En même temps, et indissociablement, il convient de réaffirmer la responsabilité fondamentale du Conseil des ministres dans la définition de la politique commerciale commune et dans toute décision concernant celle-ci. Une certaine confusion des rôles est apparue dans ce domaine : la Commission, à laquelle le traité donne le rôle de mandataire du Conseil, a eu tendance à outrepasser parfois ses compétences, le cas des négociations agricoles du GATT étant un exemple particulièrement révélateur de cette tendance. La cohérence de la politique commerciale de la Communauté sera d'autant mieux préservée ou rétablie que les compétences de chacun seront respectées. C'est aux ministres responsables, agissant conjointement au sein du Conseil, qu'il appartient de déterminer la politique commerciale de la Communauté.
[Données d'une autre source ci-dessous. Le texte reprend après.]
//! OID string constants used by the parser and the name formatter.
//!
//! Object Identifiers are referenced from RFC 5280 (X.509), RFC 3279
//! (algorithms), RFC 4055 (RSASSA-PSS), RFC 5480 (ECC), and RFC 8410 (EdDSA).

// ── Distinguished Name attributes (RFC 4519 / X.520) ────────────────────

pub const COMMON_NAME: &str = "2.5.4.3";
pub const SERIAL_NUMBER: &str = "2.5.4.5";
pub const COUNTRY: &str = "2.5.4.6";
pub const LOCALITY: &str = "2.5.4.7";
pub const STATE_OR_PROVINCE: &str = "2.5.4.8";
pub const STREET_ADDRESS: &str = "2.5.4.9";
pub const ORGANIZATION: &str = "2.5.4.10";
pub const ORGANIZATIONAL_UNIT: &str = "2.5.4.11";
pub const POSTAL_CODE: &str = "2.5.4.17";
#[cfg(test)]
pub const EMAIL_ADDRESS: &str = "1.2.840.113549.1.9.1"; // PKCS#9

// ── Signature algorithms ─────────────────────────────────────────────────

pub const MD2_WITH_RSA: &str = "1.2.840.113549.1.1.2";
pub const MD5_WITH_RSA: &str = "1.2.840.113549.1.1.4";
pub const SHA1_WITH_RSA: &str = "1.2.840.113549.1.1.5";
pub const RSASSA_PSS: &str = "1.2.840.113549.1.1.10";
pub const SHA256_WITH_RSA: &str = "1.2.840.113549.1.1.11";
pub const SHA384_WITH_RSA: &str = "1.2.840.113549.1.1.12";
pub const SHA512_WITH_RSA: &str = "1.2.840.113549.1.1.13";
pub const DSA_WITH_SHA1: &str = "1.2.840.10040.4.3";
pub const DSA_WITH_SHA256: &str = "2.16.840.1.101.3.4.3.2";
pub const ECDSA_WITH_SHA1: &str = "1.2.840.10045.4.1";
pub const ECDSA_WITH_SHA256: &str = "1.2.840.10045.4.3.2";
pub const ECDSA_WITH_SHA384: &str = "1.2.840.10045.4.3.3";
pub const ECDSA_WITH_SHA512: &str = "1.2.840.10045.4.3.4";
pub const ED25519: &str = "1.3.101.112";

// ── Hash algorithms (RSASSA-PSS parameters) ──────────────────────────────

pub const SHA256: &str = "2.16.840.1.101.3.4.2.1";
pub const SHA384: &str = "2.16.840.1.101.3.4.2.2";
pub const SHA512: &str = "2.16.840.1.101.3.4.2.3";

// ── Public key types ─────────────────────────────────────────────────────

pub const RSA_ENCRYPTION: &str = "1.2.840.113549.1.1.1";
pub const DSA: &str = "1.2.840.10040.4.1";
pub const EC_PUBLIC_KEY: &str = "1.2.840.10045.2.1";

// ── Named elliptic curves ────────────────────────────────────────────────

pub const CURVE_P224: &str = "1.3.132.0.33";
pub const CURVE_P256: &str = "1.2.840.10045.3.1.7";
pub const CURVE_P384: &str = "1.3.132.0.34";
pub const CURVE_P521: &str = "1.3.132.0.35";

// ── Authority Information Access methods (RFC 5280 Section 4.2.2.1) ─────

pub const ACCESS_OCSP: &str = "1.3.6.1.5.5.7.48.1";
pub const ACCESS_CA_ISSUERS: &str = "1.3.6.1.5.5.7.48.2";

// ── Extended Key Usage values (RFC 5280 Section 4.2.1.12) ────────────────

pub const EKU_ANY: &str = "2.5.29.37.0";
pub const EKU_SERVER_AUTH: &str = "1.3.6.1.5.5.7.3.1";
pub const EKU_CLIENT_AUTH: &str = "1.3.6.1.5.5.7.3.2";
pub const EKU_CODE_SIGNING: &str = "1.3.6.1.5.5.7.3.3";
pub const EKU_EMAIL_PROTECTION: &str = "1.3.6.1.5.5.7.3.4";
pub const EKU_IPSEC_END_SYSTEM: &str = "1.3.6.1.5.5.7.3.5";
pub const EKU_IPSEC_TUNNEL: &str = "1.3.6.1.5.5.7.3.6";
pub const EKU_IPSEC_USER: &str = "1.3.6.1.5.5.7.3.7";
pub const EKU_TIME_STAMPING: &str = "1.3.6.1.5.5.7.3.8";
pub const EKU_OCSP_SIGNING: &str = "1.3.6.1.5.5.7.3.9";
pub const EKU_MS_SERVER_GATED_CRYPTO: &str = "1.3.6.1.4.1.311.10.3.3";
pub const EKU_NS_SERVER_GATED_CRYPTO: &str = "2.16.840.1.113730.4.1";
pub const EKU_MS_COMMERCIAL_CODE_SIGNING: &str = "1.3.6.1.4.1.311.2.1.22";
pub const EKU_MS_KERNEL_CODE_SIGNING: &str = "1.3.6.1.4.1.311.61.1.1";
Sans le respect de ce principe posé par les traités, la confiance indispensable à l'unité d'action ne peut être pleinement obtenue.
**
*
C'est pourquoi, il vous est proposé, Mesdames, Messieurs, de bien vouloir adopter la proposition de résolution qui suit que la délégation pour les Communautés européennes m'a chargé de déposer sur le bureau du Sénat :
PROPOSITION DE RÉSOLUTION
Le Sénat,
Vu l'article 88-4 de la Constitution,
Vu la proposition de décision du Conseil autorisant la tacite reconduction ou le maintien en vigueur des dispositions dont les matières relèvent de la politique commerciale commune, contenues dans les traités d'amitié, de commerce et de navigation et dans les accords commerciaux conclus par les États membres avec les pays tiers, n° E 106,
Considérant qu'il est nécessaire de garantir le respect des principes de la politique commerciale commune définie aux articles 110 à 116 du traité de Rome,
Considérant également que la légitimité de la politique commerciale commune suppose le respect intégral des compétences du Conseil des ministres telles qu'elles sont précisées aux articles susmentionnés,
Invite le Gouvernement :
- à approuver la proposition n° E-106, qui a pour objet principal de lever les contradictions existantes ou possibles entre la politique commerciale commune et certains accords bilatéraux conclus par des États membres avec des pays tiers ;
- à veiller en permanence au respect des compétences du Conseil dans la définition de la politique commerciale commune et dans toute décision engageant la Communauté dans ce domaine.